Merino wool baselayers and underwear worn next to the skin are the most likely answer, they cost a bit more but solve most of the above issues.

Good quality merino kit can be bought from the likes of Shutt, as mentioned, also Goundeffect, Hincapie, Rapha, Swobo, Icebreaker and lots more. 

An online search for these names will soon offer up sites and further information. 

Good luck & ride on!


----------



## Norm (30 Oct 2011)

I've got some tops from Tenn Outdoors made from recycled coffee grounds. Excellent "natural" material that is almost impossible to get smelly, unlike cotton shirts which I can turn into something which could be used as a weapon of mass destruction in a 10 mile commute.

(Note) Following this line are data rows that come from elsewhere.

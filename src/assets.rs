use bevy::log::debug;

/// Path segment that precedes the public part of a stored asset path.
const STORAGE_MARKER: &str = "projects";

/// Resolves a backend-reported `file_path` to the public static-asset URL.
///
/// The backend stores files under `<root>/projects/<project>/...`; everything
/// after the `projects` segment is served at `{base}/assets/...`. Returns an
/// empty string when the path is absent or carries no marker; callers treat
/// empty as "no asset".
pub fn resolve_asset_url(
    base_url: &str,
    project_id: &str,
    folder: &str,
    item_id: &str,
    file_path: Option<&str>,
) -> String {
    let Some(path) = file_path.filter(|p| !p.is_empty()) else {
        return String::new();
    };
    let rest = match after_marker(path) {
        Some(rest) if !rest.is_empty() => rest,
        _ => {
            debug!("[Preview assets] {project_id}/{folder}/{item_id}: no public path in '{path}'");
            return String::new();
        }
    };
    format!(
        "{}/assets/{}",
        base_url.trim_end_matches('/'),
        rest.replace('\\', "/")
    )
}

/// Finds the first `projects/` or `projects\` segment and returns what follows.
fn after_marker(path: &str) -> Option<&str> {
    let mut search_from = 0;
    while let Some(found) = path[search_from..].find(STORAGE_MARKER) {
        let start = search_from + found;
        let end = start + STORAGE_MARKER.len();
        match path.as_bytes().get(end) {
            Some(b'/') | Some(b'\\') => return Some(&path[end + 1..]),
            _ => search_from = end,
        }
    }
    None
}

/// Prefixes server-relative URLs (`/assets/...`) with the backend origin.
pub fn absolute_url(base_url: &str, url: &str) -> String {
    if url.starts_with("http://") || url.starts_with("https://") {
        url.to_string()
    } else if url.starts_with('/') {
        format!("{}{}", base_url.trim_end_matches('/'), url)
    } else {
        format!("{}/{}", base_url.trim_end_matches('/'), url)
    }
}

/// Appends a time-based `t` query parameter so regenerated art is never served stale.
pub fn cache_busted(url: &str, unix_millis: u128) -> String {
    let sep = if url.contains('?') { '&' } else { '?' };
    format!("{url}{sep}t={unix_millis}")
}

pub fn unix_millis() -> u128 {
    std::time::SystemTime::now()
        .duration_since(std::time::UNIX_EPOCH)
        .map(|d| d.as_millis())
        .unwrap_or_default()
}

I've got a couple of different styles but my favourite is the Sprint, as the "phone" pocket on the Octane isn't big enough for a smart phone.


----------



## vickster (30 Oct 2011)

Says that one is 35% polyester - I don't know if the OP is actually allergic to synthetics or they just get pongy


----------



## robathome (30 Oct 2011)

Great answers - thanks.
I should have explained what I really need is something anti-allergenic and polyester definitely isn't!

I will investigate those suggestions...



Rob


----------



## Norm (30 Oct 2011)

vickster said:


> Says that one is 35% polyester - I don't know if the OP is actually allergic to synthetics or they just get pongy


 Thanks, Vickster, I hadn't seen that before. 

Still, they are fantastic shirts.


----------



## Piemaster (30 Oct 2011)

If you are looking at merino On-one sells at good prices. I've not got any of the baselayers but really like my L/S tops from there.
BTW merino is not windproof, you need some sort of windproof layer over it.


----------



## Slaav (30 Oct 2011)

http://www.shuttvr.com/

I have banged on about these guys before but there 'sport wool' is very un polyester! At least on teh skin if not in performance for cycling...

And I agree with some of the above, Merino base layers - especially now it is officially dark at 5pm 
That, I believe, is the first thing you should try!

Careful though; they are warm.....


----------